Le régime micro-foncier est la solution fiscale la plus simple pour les petits propriétaires bailleurs. Un seul chiffre à déclarer, un abattement automatique de 30%, et vous avez terminé. Mais ce régime simple est-il toujours le plus avantageux ? En 2026, la réponse dépend du niveau réel de vos charges.
Le régime micro-foncier en 2026 : les chiffres clés
- Seuil d'application : revenus bruts annuels inférieurs à 15 000 €
- Abattement forfaitaire : 30% sur les loyers bruts
- Base imposable : 70% des loyers perçus
- Prélèvements sociaux : 17,2% sur la base imposable (comme toujours)
- Obligations déclaratives : case 4BE de la déclaration 2042
Le seuil de 15 000 € : comment le calculer ?
Le seuil de 15 000 € s'apprécie sur l'ensemble de vos revenus fonciers bruts, tous biens confondus. Il inclut :
- Les loyers hors charges (loyer nu)
- Les provisions sur charges récupérées auprès du locataire
- Les subventions ANAH ou aides perçues pour le bien
- Les indemnités d'assurance loyers impayés perçues
Si vous possédez plusieurs biens nus, additionnez tous les loyers pour vérifier que vous restez sous 15 000 €.
Quand le régime réel est-il plus avantageux ?
Le régime réel devient intéressant dès que vos charges réelles dépassent 30% de vos loyers. C'est souvent le cas quand :
- Vous avez réalisé des travaux importants dans l'année
- Votre bien est en copropriété avec des charges élevées
- Vous avez un emprunt immobilier avec des intérêts encore significatifs
- La taxe foncière est élevée (grandes villes)
- Vous faites appel à une agence de gestion locative (7-10% des loyers)
Calcul du point de bascule
La règle simple : comparez vos charges réelles au seuil de 30% des loyers :
| Loyers annuels | Abattement micro (30%) | Seuil charges réelles pour basculer au réel |
|---|---|---|
| 6 000 € | 1 800 € | > 1 800 € |
| 9 000 € | 2 700 € | > 2 700 € |
| 12 000 € | 3 600 € | > 3 600 € |
| 15 000 € | 4 500 € | > 4 500 € |
Exemple concret de comparaison
Marie possède un studio loué 700 €/mois (8 400 €/an).
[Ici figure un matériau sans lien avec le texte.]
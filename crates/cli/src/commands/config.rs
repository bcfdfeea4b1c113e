use std::env;
use std::fs;
use std::path::Path;

use menuguard_core::config::{resolve_config_path, AppConfig, LoadOptions};
use secrecy::ExposeSecret;
use toml::Value;

use crate::commands::{prepare, CommandResult};

struct Field {
    key: &'static str,
    /// File path when it differs from `key` (message overrides live flat in `[guardrails]`).
    file_key: Option<&'static str>,
    env_keys: &'static [&'static str],
    value: String,
}

impl Field {
    fn new(key: &'static str, env_keys: &'static [&'static str], value: impl Into<String>) -> Self {
        Self { key, file_key: None, env_keys, value: value.into() }
    }

    fn from_file_key(mut self, file_key: &'static str) -> Self {
        self.file_key = Some(file_key);
        self
    }
}

pub fn run(options: LoadOptions) -> CommandResult {
    let config_file_path = resolve_config_path(options.config_path.as_deref());
    let config = match prepare("config", options) {
        Ok(config) => config,
        Err(failure) => return failure,
    };
    let config_file_doc = load_config_file_doc(config_file_path.as_deref());

    let mut lines =
        vec!["effective config (source precedence: flag > env > file > default):".to_string()];
    for field in fields(&config) {
        let source = field_source(
            field.file_key.unwrap_or(field.key),
            field.env_keys,
            config_file_doc.as_ref(),
            config_file_path.as_deref(),
        );
        lines.push(render_line(field.key, &field.value, source));
    }

    CommandResult::raw(0, lines.join("\n"))
}

fn fields(config: &AppConfig) -> Vec<Field> {
    let embedding = &config.embedding;
    let llm = &config.llm;
    let guardrails = &config.guardrails;
    let messages = &guardrails.messages;

    let api_key = llm
        .api_key
        .as_ref()
        .map_or_else(|| "<unset>".to_string(), |key| redact_token(key.expose_secret()));
    let optional_path = |path: Option<&Path>| {
        path.map_or_else(|| "<unset>".to_string(), |path| path.display().to_string())
    };

    vec![
        Field::new(
            "embedding.provider",
            &["MENUGUARD_EMBEDDING_PROVIDER"],
            format!("{:?}", embedding.provider),
        ),
        Field::new("embedding.base_url", &["MENUGUARD_EMBEDDING_BASE_URL"], &embedding.base_url),
        Field::new("embedding.model", &["MENUGUARD_EMBEDDING_MODEL"], &embedding.model),
        Field::new(
            "embedding.dimensions",
            &["MENUGUARD_EMBEDDING_DIMENSIONS"],
            embedding.dimensions.to_string(),
        ),
        Field::new(
            "embedding.timeout_secs",
            &["MENUGUARD_EMBEDDING_TIMEOUT_SECS"],
            embedding.timeout_secs.to_string(),
        ),
        Field::new("llm.provider", &["MENUGUARD_LLM_PROVIDER"], format!("{:?}", llm.provider)),
        Field::new(
            "llm.base_url",
            &["MENUGUARD_LLM_BASE_URL"],
            llm.base_url.as_deref().unwrap_or("<unset>"),
        ),
        Field::new("llm.model", &["MENUGUARD_LLM_MODEL"], &llm.model),
        Field::new("llm.api_key", &["MENUGUARD_LLM_API_KEY"], api_key),
        Field::new("llm.timeout_secs", &["MENUGUARD_LLM_TIMEOUT_SECS"], llm.timeout_secs.to_string()),
        Field::new(
            "guardrails.max_pair_distance",
            &["MENUGUARD_GUARDRAILS_MAX_PAIR_DISTANCE"],
            guardrails.max_pair_distance.to_string(),
        ),
        Field::new(
            "guardrails.history_turns",
            &["MENUGUARD_GUARDRAILS_HISTORY_TURNS"],
            guardrails.history_turns.to_string(),
        ),
        Field::new(
            "guardrails.event_log_path",
            &["MENUGUARD_GUARDRAILS_EVENT_LOG_PATH"],
            optional_path(guardrails.event_log_path.as_deref()),
        ),
        Field::new("guardrails.messages.refusal", &[], preview(&messages.refusal))
            .from_file_key("guardrails.refusal_message"),
        Field::new("guardrails.messages.clarification", &[], preview(&messages.clarification))
            .from_file_key("guardrails.clarification_message"),
        Field::new("guardrails.messages.safety", &[], preview(&messages.safety))
            .from_file_key("guardrails.safety_message"),
        Field::new("guardrails.messages.price_fallback", &[], preview(&messages.price_fallback))
            .from_file_key("guardrails.price_fallback_message"),
        Field::new("menu.path", &["MENUGUARD_MENU_PATH"], match &config.menu.path {
            Some(path) => path.display().to_string(),
            None => "<built-in sample>".to_string(),
        }),
        Field::new(
            "logging.level",
            &["MENUGUARD_LOGGING_LEVEL", "MENUGUARD_LOG_LEVEL"],
            &config.logging.level,
        ),
        Field::new(
            "logging.format",
            &["MENUGUARD_LOGGING_FORMAT", "MENUGUARD_LOG_FORMAT"],
            format!("{:?}", config.logging.format),
        ),
    ]
}

fn load_config_file_doc(path: Option<&Path>) -> Option<Value> {
    let raw = fs::read_to_string(path?).ok()?;
    raw.parse::<Value>().ok()
}

fn field_source(
    key_path: &str,
    env_keys: &[&str],
    config_file_doc: Option<&Value>,
    config_file_path: Option<&Path>,
) -> String {
    if let Some(env_key) = env_keys.iter().find(|key| env::var_os(key).is_some()) {
        return format!("env ({env_key})");
    }

    if let Some(doc) = config_file_doc {
        if contains_path(doc, key_path) {
            let file_path = config_file_path
                .map(|path| path.display().to_string())
                .unwrap_or_else(|| "config file".to_string());
            return format!("file ({file_path})");
        }
    }

    "default".to_string()
}

fn contains_path(root: &Value, key_path: &str) -> bool {
    key_path.split('.').try_fold(root, |current, key| current.get(key)).is_some()
}

fn render_line(key: &str, value: &str, source: String) -> String {
    format!("- {key} = {value} (source: {source})")
}

fn preview(message: &str) -> String {
    let mut chars = message.chars();
    let head: String = chars.by_ref().take(40).collect();
    if chars.next().is_some() {
        format!("\"{head}...\"")
    } else {
        format!("\"{head}\"")
    }
}

/// Keeps a vendor prefix such as `sk-` so operators can tell keys apart.
fn redact_token(token: &str) -> String {
    let trimmed = token.trim();
    if trimmed.is_empty() {
        return "<empty>".to_string();
    }

    if let Some((prefix, _)) = trimmed.split_once('-') {
        return format!("{prefix}-***");
    }

    "<redacted>".to_string()
}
Ses charges : taxe foncière 620 €, charges copropriété 1 200 €, assurance PNO 180 €, frais agence 750 €. Total charges = 2 750 €, soit 32,7% des loyers.
- Micro-foncier : base imposable = 8 400 × 70% = 5 880 €
- Régime réel : base imposable = 8 400 − 2 750 = 5 650 €
- Économie TMI 30% + PS 17,2% = 47,2% × 230 € = 109 €/an en faveur du réel
Dans ce cas, le régime réel est légèrement plus avantageux mais la différence est modeste. Si Marie a des travaux cette année (même 2 000 €), le régime réel devient nettement plus intéressant.
Comment passer au régime réel ?
Le passage du micro-foncier au régime réel se fait simplement en remplissant la déclaration 2044 au lieu de la case 4BE. L'option est valable pour une durée minimale de 3 ans et est reconduite tacitement. Vous ne pouvez pas jongler d'une année à l'autre entre les deux régimes.
Micro-foncier et SCPI : une incompatibilité partielle
Si vous détenez des parts de SCPI (Société Civile de Placement Immobilier), les revenus distribués par la SCPI ne peuvent pas être déclarés en micro-foncier. La SCPI vous communique votre quote-part de revenus fonciers et de charges, que vous devez déclarer au régime réel, même si par ailleurs vos autres biens nus pourraient bénéficier du micro.